Nouveau procès refusé pour un lépreux exécuté pour « l'incident de Kikuchi » de 1952
KUMAMOTO — Le 28 janvier, le tribunal du district de Kumamoto a rejeté une demande de nouveau procès de la famille d'un homme atteint de lèpre qui a été exécuté il y a plus de 60 ans pour un meurtre commis en 1952, bien qu'il ait longtemps clamé son innocence.
L'affaire, connue sous le nom d'« incident de Kikuchi », découle de l'attaque mortelle à l'arme blanche d'un employé du bureau d'un village de montagne de la préfecture de Kumamoto.
L'homme a clamé son innocence et a plaidé sa cause jusqu'à la Cour suprême, mais sa condamnation à mort a été finalisée.
L'homme, exécuté en septembre 1962, avait déjà déposé trois demandes de nouveau procès, qui avaient toutes été rejetées. La quatrième demande a été déposée par sa famille en avril 2021.
La demande de nouveau procès de la famille s'articulait autour de deux arguments principaux.
Premièrement, ils ont contesté la constitutionnalité du « tribunal spécial » où l’homme a été jugé. Détenu dans un sanatorium isolé pour empêcher la propagation de la maladie, la défense a soutenu que le tribunal était discriminatoire et a refusé à l'homme un avocat approprié.
Deuxièmement, ils ont soutenu que l’homme était innocent, présentant une nouvelle analyse d’expert.
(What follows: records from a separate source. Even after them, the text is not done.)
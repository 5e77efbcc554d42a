//! Test plan: configuration, schema and parsed documentation in one place.
//!
//! Loading runs the whole front half of the pipeline: read the JSON config,
//! flatten the field schema, compile the list files of `update-from-file`
//! rules, resolve the source globs and parse every file. The result is
//! read-only; renderers, the listing and the validator only query it.

use crate::config::Config;
use crate::error::{Error, Result, Warning};
use crate::expand::{self, ExpandedSubtest};
use crate::filter::Filters;
use crate::model::{DocumentModel, Fields, Test};
use crate::parser::{self, ParseContext};
use crate::schema::testlist::ListReader;
use crate::schema::FieldTable;
use crate::update;
use std::collections::BTreeMap;
use std::path::{Path, PathBuf};

/// Knobs that do not come from the config file.
#[derive(Debug, Clone)]
pub struct TestPlanOptions {
    /// Also parse `planning_files` and add the `Class` field.
    pub include_plan: bool,
    /// Explicit source files, overriding the config's `files` globs.
    pub files: Vec<PathBuf>,
    /// Build directory holding `tests/<binary>` and `tests/<binary>.testlist`.
    pub build_path: Option<PathBuf>,
    /// Base for config-relative paths, defaults to the config's directory.
    pub sources_path: Option<PathBuf>,
    pub main_name: String,
    pub planned_name: String,
    pub separator: String,
}

impl Default for TestPlanOptions {
    fn default() -> Self {
        TestPlanOptions {
            include_plan: false,
            files: Vec::new(),
            build_path: None,
            sources_path: None,
            main_name: "igt".to_string(),
            planned_name: "planned".to_string(),
            separator: "@".to_string(),
        }
    }
}

/// Parsed documentation plus everything needed to query it.
#[derive(Debug)]
pub struct TestPlan {
    schema: FieldTable,
    model: DocumentModel,
    title: String,
    drivers: Vec<String>,
    files: Vec<PathBuf>,
    filters: Filters,
    warnings: Vec<Warning>,
    options: TestPlanOptions,
}

impl TestPlan {
    /// Load the config at `path` and parse the files it names.
    pub fn load(path: &Path, options: TestPlanOptions) -> Result<Self> {
        let config = Config::load(path)?;
        let dir = match path.parent() {
            Some(p) if !p.as_os_str().is_empty() => p.to_path_buf(),
            _ => PathBuf::from("."),
        };
        let driver = driver_name(path);
        tracing::info!("{}: driver {}", path.display(), driver);
        Self::from_config(config, &path.display().to_string(), &dir, &driver, options)
    }

    /// Build a plan from an already-loaded config. `origin` names the config
    /// in warnings; relative paths resolve against `dir`.
    pub fn from_config(
        config: Config,
        origin: &str,
        dir: &Path,
        default_driver: &str,
        options: TestPlanOptions,
    ) -> Result<Self> {
        let main_base = format!("{}{}", options.main_name, options.separator);
        let planned_base = format!("{}{}", options.planned_name, options.separator);
        let sources = options.sources_path.clone().unwrap_or_else(|| dir.to_path_buf());

        let mut schema = FieldTable::build(&config.fields, options.include_plan)?;
        let reader = ListReader::new(&main_base, &options.separator)?;
        schema.load_update_rules(&sources, &reader)?;

        let files = if options.files.is_empty() {
            let excluded = resolve_globs(&sources, &config.exclude_files)?;
            let mut files = resolve_globs(&sources, &config.files)?;
            files.retain(|f| !excluded.contains(f));
            files
        } else {
            options.files.clone()
        };
        let planned = if options.include_plan {
            resolve_globs(&sources, &config.planning_files)?
        } else {
            Vec::new()
        };

        let has_implemented = !files.is_empty();
        let has_planned = !planned.is_empty();
        let prefix = match (has_implemented, has_planned) {
            (true, true) => "Planned and implemented ",
            (true, false) => "Implemented ",
            (false, true) => "Planned ",
            (false, false) => return Err(Error::NoFiles),
        };
        let title = format!(
            "{prefix}{}",
            config
                .name
                .clone()
                .unwrap_or_else(|| format!("tests for {default_driver} driver"))
        );
        let drivers = config
            .drivers
            .clone()
            .unwrap_or_else(|| vec![default_driver.to_string()]);

        let implemented_class =
            (options.include_plan && !config.planning_files.is_empty()).then_some("Implemented");
        let planned_class = (has_implemented && has_planned).then_some("Planned");

        let mut model = DocumentModel::default();
        let mut warnings = Vec::new();
        let batches = [
            (&files, main_base.as_str(), implemented_class),
            (&planned, planned_base.as_str(), planned_class),
        ];
        for (paths, base_name, class) in batches {
            let ctx = ParseContext {
                schema: &schema,
                base_name,
                class,
                origin,
            };
            for path in paths {
                warnings.extend(parser::parse_file(&ctx, path, &mut model)?);
            }
        }
        tracing::info!("{}: {} tests documented", title, model.len());

        Ok(TestPlan {
            schema,
            model,
            title,
            drivers,
            files,
            filters: Filters::default(),
            warnings,
            options,
        })
    }

    pub fn schema(&self) -> &FieldTable {
        &self.schema
    }

    pub fn model(&self) -> &DocumentModel {
        &self.model
    }

    pub fn title(&self) -> &str {
        &self.title
    }

    pub fn drivers(&self) -> &[String] {
        &self.drivers
    }

    /// Implemented source files, in processing order.
    pub fn files(&self) -> &[PathBuf] {
        &self.files
    }

    /// Warnings collected while parsing.
    pub fn warnings(&self) -> &[Warning] {
        &self.warnings
    }

    pub fn separator(&self) -> &str {
        &self.options.separator
    }

    pub fn build_path(&self) -> Option<&Path> {
        self.options.build_path.as_deref()
    }

    pub fn filters(&self) -> &Filters {
        &self.filters
    }

    /// Replace the output filters with `<field> =~ <regex>` expressions.
    pub fn set_filters<S: AsRef<str>>(&mut self, exprs: &[S]) -> Result<()> {
        self.filters = Filters::parse(exprs, &self.schema)?;
        Ok(())
    }

    /// Expand `test` and reconcile list-derived fields of every record.
    pub fn expand_test(&self, test: &Test, allow_inherit: bool) -> Result<Vec<ExpandedSubtest>> {
        let mut records = expand::expand(test, allow_inherit, &self.options.separator)?;
        for record in &mut records {
            update::reconcile(&self.schema, record);
        }
        Ok(records)
    }

    /// Like [`expand_test`](Self::expand_test), dropping filtered records.
    pub fn filtered_subtests(
        &self,
        test: &Test,
        allow_inherit: bool,
    ) -> Result<Vec<ExpandedSubtest>> {
        let mut records = self.expand_test(test, allow_inherit)?;
        records.retain(|r| self.filters.accepts(&r.fields, &test.fields));
        Ok(records)
    }

    /// Every surviving subtest of every test, name → fields, with
    /// test-level values inherited.
    pub fn subtest_dictionary(&self) -> Result<BTreeMap<String, Fields>> {
        let mut dict = BTreeMap::new();
        for test in self.model.tests() {
            for record in self.filtered_subtests(test, true)? {
                dict.insert(record.name, record.fields);
            }
        }
        Ok(dict)
    }
}

/// Capitalized name of the directory holding the config file.
fn driver_name(config: &Path) -> String {
    let name = config
        .parent()
        .and_then(Path::file_name)
        .or_else(|| config.file_name())
        .map(|n| n.to_string_lossy().into_owned())
        .unwrap_or_default();
    let mut chars = name.chars();
    match chars.next() {
        Some(first) => first.to_uppercase().chain(chars.flat_map(char::to_lowercase)).collect(),
        None => name,
    }
}

/// Expand config globs relative to `base`, sorted and deduplicated.
fn resolve_globs(base: &Path, patterns: &[String]) -> Result<Vec<PathBuf>> {
    let mut files = Vec::new();
    for pattern in patterns {
        let full = base.join(pattern).to_string_lossy().into_owned();
        let matches: Vec<PathBuf> = glob::glob(&full)
            .map_err(|source| Error::Glob {
                pattern: full.clone(),
                source,
            })?
            .filter_map(|r| r.ok())
            .filter(|p| p.is_file())
            .collect();
        if matches.is_empty() {
            tracing::debug!("no files matched: {}", full);
        }
        files.extend(matches);
    }
    files.sort();
    files.dedup();
    Ok(files)
}

#[cfg(test)]
mod tests {
    use super::*;
    use std::fs;
    use tempfile::TempDir;

    const CONFIG: &str = r#"{
        "files": [ "tests/*.c" ],
        "exclude_files": [ "tests/*_helper.c" ],
        "planning_files": [ "plans/*.c" ],
        "fields": {
            "Category": {
                "_properties_": { "mandatory": true },
                "Sub-category": { "_properties_": {} }
            },
            "Description": { "_properties_": { "mandatory": true } },
            "Run type": {
                "_properties_": {
                    "update-from-file": {
                        "default-if-not-excluded": "FULL",
                        "include": [ { "BAT": "lists/bat.testlist" } ]
                    }
                }
            }
        }
    }"#;

    fn tree() -> TempDir {
        let dir = TempDir::new().unwrap();
        let root = dir.path().join("xe");
        for sub in ["tests", "plans", "lists"] {
            fs::create_dir_all(root.join(sub)).unwrap();
        }
        fs::write(root.join("config.json"), CONFIG).unwrap();
        fs::write(root.join("lists/bat.testlist"), "igt@foo@basic\n").unwrap();
        fs::write(
            root.join("tests/foo.c"),
            "/**\n * TEST: foo\n * Category: Software\n *\n * SUBTEST: basic\n * Description: basic check\n *\n * SUBTEST: full\n * Description: full check\n */\n",
        )
        .unwrap();
        fs::write(
            root.join("tests/foo_helper.c"),
            "/**\n * TEST: helper\n */\n",
        )
        .unwrap();
        fs::write(
            root.join("plans/bar.c"),
            "/**\n * TEST: bar\n * Category: Hardware\n * SUBTEST: later\n */\n",
        )
        .unwrap();
        dir
    }

    #[test]
    fn loads_config_and_sources() {
        let dir = tree();
        let plan =
            TestPlan::load(&dir.path().join("xe/config.json"), TestPlanOptions::default()).unwrap();
        assert_eq!(plan.title(), "Implemented tests for Xe driver");
        assert_eq!(plan.drivers(), ["Xe"]);
        assert_eq!(plan.model().len(), 1);
        assert_eq!(plan.files().len(), 1);
        assert!(plan.warnings().is_empty());
    }

    #[test]
    fn reconciles_list_fields() {
        let dir = tree();
        let plan =
            TestPlan::load(&dir.path().join("xe/config.json"), TestPlanOptions::default()).unwrap();
        let dict = plan.subtest_dictionary().unwrap();
        assert_eq!(dict["igt@foo@basic"]["Run type"], "BAT");
        assert_eq!(dict["igt@foo@full"]["Run type"], "FULL");
        assert_eq!(dict["igt@foo@full"]["Category"], "Software");
    }

    #[test]
    fn planned_tests_get_a_class() {
        let dir = tree();
        let options = TestPlanOptions {
            include_plan: true,
            ..Default::default()
        };
        let plan = TestPlan::load(&dir.path().join("xe/config.json"), options).unwrap();
        assert_eq!(plan.title(), "Planned and implemented tests for Xe driver");
        let tests = plan.model().tests();
        assert_eq!(tests.len(), 2);
        assert_eq!(tests[0].fields["Class"], "Implemented");
        assert_eq!(tests[1].fields["Class"], "Planned");
        assert_eq!(tests[1].name(), "planned@bar");
    }

    #[test]
    fn filters_limit_the_dictionary() {
        let dir = tree();
        let mut plan =
            TestPlan::load(&dir.path().join("xe/config.json"), TestPlanOptions::default()).unwrap();
        plan.set_filters(&["Run type =~ bat"]).unwrap();
        let dict = plan.subtest_dictionary().unwrap();
        assert_eq!(dict.keys().collect::<Vec<_>>(), ["igt@foo@basic"]);
    }

    #[test]
    fn no_files_is_fatal() {
        let dir = TempDir::new().unwrap();
        let path = dir.path().join("config.json");
        fs::write(&path, r#"{ "files": [ "*.c" ], "fields": { "Description": {} } }"#).unwrap();
        let err = TestPlan::load(&path, TestPlanOptions::default()).unwrap_err();
        assert!(matches!(err, Error::NoFiles));
    }

    #[test]
    fn driver_name_from_config_dir() {
        assert_eq!(driver_name(Path::new("tests/intel/xe_config.json")), "Intel");
        assert_eq!(driver_name(Path::new("config.json")), "Config.json");
    }
}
La défense a affirmé que la forme de l'arme du crime présumée, un poignard, ne correspondait pas aux blessures sur le corps de la victime.
Ils ont également présenté des éléments de preuve selon lesquels le témoignage de deux proches qui affirmaient avoir entendu des aveux n'était pas fiable, invoquant des contradictions.
Selon la défense, les procureurs ont contesté ces deux arguments.
Ils ont fait valoir qu'il n'existe aucune disposition légale permettant d'accorder un nouveau procès sur la base de l'inconstitutionnalité du tribunal et que le verdict n'aurait pas changé.
Concernant les preuves, les procureurs ont affirmé que les blessures pourraient être compatibles avec celles causées par le poignard, en fonction de la profondeur du coup de couteau.
Ils ont également soutenu que le témoignage des proches était crédible, dans la mesure où les principaux détails des aveux restaient cohérents et qu'un nouveau procès ne devrait pas être accordé.